■ **WHAT THE TASK ASKS**: Scan the data. Collect each line that contains the word "when".

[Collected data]
━━━━━━━━━━
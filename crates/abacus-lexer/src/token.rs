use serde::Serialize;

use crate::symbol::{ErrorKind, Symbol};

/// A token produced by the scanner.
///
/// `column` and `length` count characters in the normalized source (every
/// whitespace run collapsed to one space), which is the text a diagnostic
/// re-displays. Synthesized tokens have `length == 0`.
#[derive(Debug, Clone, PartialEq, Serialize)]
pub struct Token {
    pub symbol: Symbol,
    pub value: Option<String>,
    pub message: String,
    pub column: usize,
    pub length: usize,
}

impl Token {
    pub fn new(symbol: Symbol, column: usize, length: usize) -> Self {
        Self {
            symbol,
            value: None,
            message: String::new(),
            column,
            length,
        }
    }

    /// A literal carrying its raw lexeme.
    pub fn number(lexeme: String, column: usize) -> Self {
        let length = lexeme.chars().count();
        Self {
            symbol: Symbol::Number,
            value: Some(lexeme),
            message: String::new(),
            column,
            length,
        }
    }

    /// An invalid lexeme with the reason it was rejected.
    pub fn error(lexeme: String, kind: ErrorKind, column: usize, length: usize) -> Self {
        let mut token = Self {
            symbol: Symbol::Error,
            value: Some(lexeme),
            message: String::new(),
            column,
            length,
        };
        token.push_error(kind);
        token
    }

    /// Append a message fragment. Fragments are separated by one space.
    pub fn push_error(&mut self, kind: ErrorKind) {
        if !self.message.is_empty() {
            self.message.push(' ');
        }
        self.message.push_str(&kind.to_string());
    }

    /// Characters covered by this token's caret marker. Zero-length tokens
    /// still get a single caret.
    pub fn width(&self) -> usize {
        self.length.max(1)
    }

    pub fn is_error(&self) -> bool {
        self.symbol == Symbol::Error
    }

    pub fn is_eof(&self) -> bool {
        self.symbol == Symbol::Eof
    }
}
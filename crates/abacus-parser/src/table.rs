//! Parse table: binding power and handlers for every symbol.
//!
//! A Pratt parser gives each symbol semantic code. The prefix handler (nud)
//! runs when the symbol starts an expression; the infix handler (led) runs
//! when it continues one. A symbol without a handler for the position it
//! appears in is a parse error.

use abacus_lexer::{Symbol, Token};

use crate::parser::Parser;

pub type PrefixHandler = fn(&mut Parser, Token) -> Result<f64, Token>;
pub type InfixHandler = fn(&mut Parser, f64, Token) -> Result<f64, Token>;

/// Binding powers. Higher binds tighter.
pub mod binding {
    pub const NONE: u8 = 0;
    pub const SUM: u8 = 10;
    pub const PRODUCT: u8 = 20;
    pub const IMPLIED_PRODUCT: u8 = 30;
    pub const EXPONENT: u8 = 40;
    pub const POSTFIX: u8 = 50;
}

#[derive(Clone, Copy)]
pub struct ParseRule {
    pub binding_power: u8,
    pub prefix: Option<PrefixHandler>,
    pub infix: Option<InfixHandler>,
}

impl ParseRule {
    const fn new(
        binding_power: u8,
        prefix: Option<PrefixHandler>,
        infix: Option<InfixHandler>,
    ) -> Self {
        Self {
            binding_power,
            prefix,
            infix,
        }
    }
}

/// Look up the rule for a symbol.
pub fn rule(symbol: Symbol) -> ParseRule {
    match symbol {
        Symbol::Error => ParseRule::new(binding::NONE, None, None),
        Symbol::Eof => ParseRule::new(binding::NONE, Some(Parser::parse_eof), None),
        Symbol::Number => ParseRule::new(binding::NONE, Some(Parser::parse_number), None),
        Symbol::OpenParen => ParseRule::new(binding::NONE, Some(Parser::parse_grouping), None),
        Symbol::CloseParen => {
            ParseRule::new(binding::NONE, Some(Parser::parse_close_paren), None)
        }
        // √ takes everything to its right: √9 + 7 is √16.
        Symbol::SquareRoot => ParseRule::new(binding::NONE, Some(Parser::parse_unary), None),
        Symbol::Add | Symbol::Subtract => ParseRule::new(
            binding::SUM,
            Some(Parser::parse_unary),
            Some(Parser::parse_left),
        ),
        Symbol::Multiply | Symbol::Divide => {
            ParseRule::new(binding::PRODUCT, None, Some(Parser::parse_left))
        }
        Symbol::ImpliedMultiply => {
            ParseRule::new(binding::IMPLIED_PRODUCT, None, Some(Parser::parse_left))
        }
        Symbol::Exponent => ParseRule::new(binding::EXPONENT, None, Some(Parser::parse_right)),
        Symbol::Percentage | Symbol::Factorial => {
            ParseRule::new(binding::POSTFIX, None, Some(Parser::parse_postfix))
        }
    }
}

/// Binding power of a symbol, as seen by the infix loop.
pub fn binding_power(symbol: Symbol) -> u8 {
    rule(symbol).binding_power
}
━━━━━━━━━━
■ **ANSWER TO THE PROBLEM**:
//! runs when the symbol starts an expression; the infix handler (led) runs
//! when it continues one. A symbol without a handler for the position it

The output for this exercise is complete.